In the category of epithelial tumors of the kidney, renal clear cell carcinoma (RCCC) is the most commonly occurring tumor. RCCC is understood to develop in the cell lining of the proximal convoluted tubule, and often seen to develop as a solitary lesion in the renal cortex. It is most frequently associated with VHL protein loss of function, which leads to accumulation of hypoxia inducible transcription factor alpha (HIF1-alpha). This accumulation results in transcription and subsequent accumulation of hypoxia associated genes (e.g. VEGF, PDFG-beta, TGF-alpha, etc).

Risk factors include smoking, obesity, chronic hypertension, and a family history of renal cancer. Additionally, there is a known association with acquired adult cystic kidney disease, which itself is common in end stage renal disease patients undergoing long term hemodialysis.

Patients commonly present with gross hematuria and flank pain, as seen in our case. Additionally, anemia, weight loss, and -- in late stages -- fever can be seen. Diagnosis is most commonly initiated radiologically, with approximately 70% of cases first being identified incidentally on imaging. While definitive diagnosis can be made by biopsy, partial or total nephrectomy is more commonly employed. This is, in part, due to resection of RCCC that is graded as stages 1-3 being curative, and systemic chemotherapy is known to have limited efficacy.
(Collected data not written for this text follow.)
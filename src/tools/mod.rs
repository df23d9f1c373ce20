//! External command-line tools
//!
//! This module provides:
//! - Narrow traits over git, the Go toolchain, the `gh` CLI and each
//!   repository's release script, so the sequencer can run against fakes
//! - `System*` implementations that execute the real commands
//! - Prerequisite detection
//! - The confirmation capability used for interactive gates

mod git;
mod go;
mod host;
mod release;

pub use git::{SystemGit, Vcs};
pub use go::{PackageManager, SystemGo};
pub use host::{CodeHost, GhPullRequests, PullRequest, PullRequestOutcome};
pub use release::{ReleaseProcedure, ScriptRelease};

use crate::error::{CommandError, PrerequisiteError};
use std::io::{self, BufRead, Write};
use std::path::Path;
use std::process::Command;

/// Captured result of an external command
#[derive(Debug, Clone, PartialEq, Eq)]
pub struct CommandOutput {
    /// The command line that was executed
    pub command: String,
    /// Whether the command exited successfully
    pub success: bool,
    pub stdout: String,
    pub stderr: String,
}

impl CommandOutput {
    /// Converts an unsuccessful run into an error carrying its most useful output
    pub fn into_result(self) -> Result<CommandOutput, CommandError> {
        if self.success {
            return Ok(self);
        }
        let message = if !self.stderr.trim().is_empty() {
            self.stderr.trim().to_string()
        } else if !self.stdout.trim().is_empty() {
            self.stdout.trim().to_string()
        } else {
            "exited unsuccessfully".to_string()
        };
        Err(CommandError::new(self.command, message))
    }
}

/// Runs a command in `working_dir`, capturing its output.
///
/// A command that cannot be spawned is reported as an unsuccessful run.
pub fn run_command(program: &str, args: &[&str], working_dir: &Path) -> CommandOutput {
    let command = std::iter::once(program)
        .chain(args.iter().copied())
        .collect::<Vec<_>>()
        .join(" ");

    match Command::new(program)
        .args(args)
        .current_dir(working_dir)
        .output()
    {
        Ok(output) => CommandOutput {
            command,
            success: output.status.success(),
            stdout: String::from_utf8_lossy(&output.stdout).to_string(),
            stderr: String::from_utf8_lossy(&output.stderr).to_string(),
        },
        Err(e) => CommandOutput {
            command,
            success: false,
            stdout: String::new(),
            stderr: format!("failed to execute command: {}", e),
        },
    }
}

/// An external tool the commands need
#[derive(Debug, Clone, Copy, PartialEq, Eq)]
pub enum Prerequisite {
    Git,
    Go,
    Gh,
    /// `gh` logged in to GitHub
    GhAuth,
}

impl Prerequisite {
    /// Everything a live run touches
    pub const ALL: [Prerequisite; 4] = [
        Prerequisite::Git,
        Prerequisite::Go,
        Prerequisite::Gh,
        Prerequisite::GhAuth,
    ];

    pub fn label(&self) -> &'static str {
        match self {
            Prerequisite::Git => "git",
            Prerequisite::Go => "go",
            Prerequisite::Gh => "gh (GitHub CLI)",
            Prerequisite::GhAuth => "gh authentication (run `gh auth login`)",
        }
    }

    fn probe_command(&self) -> (&'static str, &'static [&'static str]) {
        match self {
            Prerequisite::Git => ("git", &["--version"]),
            Prerequisite::Go => ("go", &["version"]),
            Prerequisite::Gh => ("gh", &["--version"]),
            Prerequisite::GhAuth => ("gh", &["auth", "status"]),
        }
    }

    /// Runs the probe command
    pub fn is_available(&self) -> bool {
        let (program, args) = self.probe_command();
        run_command(program, args, Path::new(".")).success
    }
}

/// Checks every prerequisite with `probe`, reporting all missing ones together
pub fn check_with<F>(required: &[Prerequisite], probe: F) -> Result<(), PrerequisiteError>
where
    F: Fn(&Prerequisite) -> bool,
{
    let missing: Vec<String> = required
        .iter()
        .filter(|p| !probe(*p))
        .map(|p| p.label().to_string())
        .collect();
    if missing.is_empty() {
        Ok(())
    } else {
        Err(PrerequisiteError { missing })
    }
}

/// Checks prerequisites against the installed tools
pub fn check_prerequisites(required: &[Prerequisite]) -> Result<(), PrerequisiteError> {
    check_with(required, Prerequisite::is_available)
}

/// Asks a human to approve a step
pub trait Confirm {
    /// Returns true to proceed
    fn confirm(&self, prompt: &str) -> bool;
}

/// Reads the answer from the terminal; only `y`/`Y` proceeds
#[derive(Debug, Default)]
pub struct TerminalConfirm;

impl Confirm for TerminalConfirm {
    fn confirm(&self, prompt: &str) -> bool {
        print!("{} [y/N] ", prompt);
        if io::stdout().flush().is_err() {
            return false;
        }
        let mut answer = String::new();
        match io::stdin().lock().read_line(&mut answer) {
            Ok(_) => is_yes(&answer),
            Err(_) => false,
        }
    }
}

/// Answers every prompt the same way (`--yes`, tests)
#[derive(Debug, Clone, Copy)]
pub struct AutoConfirm(pub bool);

impl Confirm for AutoConfirm {
    fn confirm(&self, _prompt: &str) -> bool {
        self.0
    }
}

/// The external capabilities a sync or release run works through
#[derive(Clone, Copy)]
pub struct Toolbox<'a> {
    pub vcs: &'a dyn Vcs,
    pub go: &'a dyn PackageManager,
    pub host: &'a dyn CodeHost,
    pub release: &'a dyn ReleaseProcedure,
    pub confirm: &'a dyn Confirm,
}

fn is_yes(answer: &str) -> bool {
    matches!(answer.trim(), "y" | "Y")
}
Classic histologic features of RCCC include nested architecture, or sheets of cells contained within a distinct membrane. Architectural subtypes can be solid, alveolar, acinar, microcystic, or macrocystic. Alveolar subtype is defined by nesting pattern, acinar is tubular, and microcystic features extravasated erythrocytes and occasionally eosinophilic deposits.
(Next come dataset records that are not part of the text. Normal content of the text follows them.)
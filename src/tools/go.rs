//! Go toolchain operations

use super::run_command;
use crate::error::CommandError;
use std::path::Path;

/// Module maintenance commands run in a consumer repository
pub trait PackageManager {
    /// Pins `module` at `version` (`go get module@version`)
    fn get(&self, repo: &Path, module: &str, version: &str) -> Result<(), CommandError>;
    /// Normalises the module file (`go mod tidy`)
    fn tidy(&self, repo: &Path) -> Result<(), CommandError>;
    /// Runs the repository's test suite
    fn test(&self, repo: &Path) -> Result<(), CommandError>;
}

/// Runs the installed `go`
#[derive(Debug, Default)]
pub struct SystemGo;

impl SystemGo {
    pub fn new() -> Self {
        Self
    }
}

/// `go get` argument for a module pin
pub fn module_query(module: &str, version: &str) -> String {
    format!("{}@{}", module, version)
}

impl PackageManager for SystemGo {
    fn get(&self, repo: &Path, module: &str, version: &str) -> Result<(), CommandError> {
        let query = module_query(module, version);
        run_command("go", &["get", &query], repo)
            .into_result()
            .map(drop)
    }

    fn tidy(&self, repo: &Path) -> Result<(), CommandError> {
        run_command("go", &["mod", "tidy"], repo)
            .into_result()
            .map(drop)
    }

    fn test(&self, repo: &Path) -> Result<(), CommandError> {
        run_command("go", &["test", "./..."], repo)
            .into_result()
            .map(drop)
    }
}

#[cfg(test)]
mod tests {
    use super::*;

    #[test]
    fn test_module_query() {
        assert_eq!(
            module_query("github.com/livetemplate/livetemplate", "v0.8.1"),
            "github.com/livetemplate/livetemplate@v0.8.1"
        );
    }
}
Cellular cytoplasm is cleared out, and in cases of high grade tumors, or areas of hemorrhage or necrosis, cytoplasm can be granular and eosinophilic. High grade features include rhabdoid differentiation, which is defined by high grade malignant cells featuring homogeneous eosinophilic cytoplasm. Occasionally, these cells will also have globular eosinophilic intracytoplasmic nuclear inclusions. Sarcomatoid features also represent high grade differentiation, and can occur in any RCCC architectural subtype.

Immunohistochemical staining for RCC will show PAX8, CD10, and vimentin positivity, while CK7, CK20, CD117, Cathepsin K, and Inhibin would be expected to be negative (note however that high grade differentiation could feature CK7 positivity).

Differential diagnoses that are important to consider when making a diagnosis of RCCC include papillary RCC with cytoplasmic clearing, which is defined by classic papillary architecture, and papillary RCC type 2 which features large lining cells with eosinophilic cytoplasm. Another differential is chromophobe renal cell carcinoma which most commonly features clear to eosinophilic cytoplasm (note that chromophobe RCC will stain positively for CK7).


References

  • WHO Classification of Tumours Editorial Board. World Health Organization Classification of Tumours of the Urinary System and Male Genital Organs. 4th ed., vol 8 Lyon: International Agency for Research on Cancer; 2016.
  • Nezami BG, MacLennan G. Clear cell. PathologyOutlines.com website. Accessed February 10th, 2022.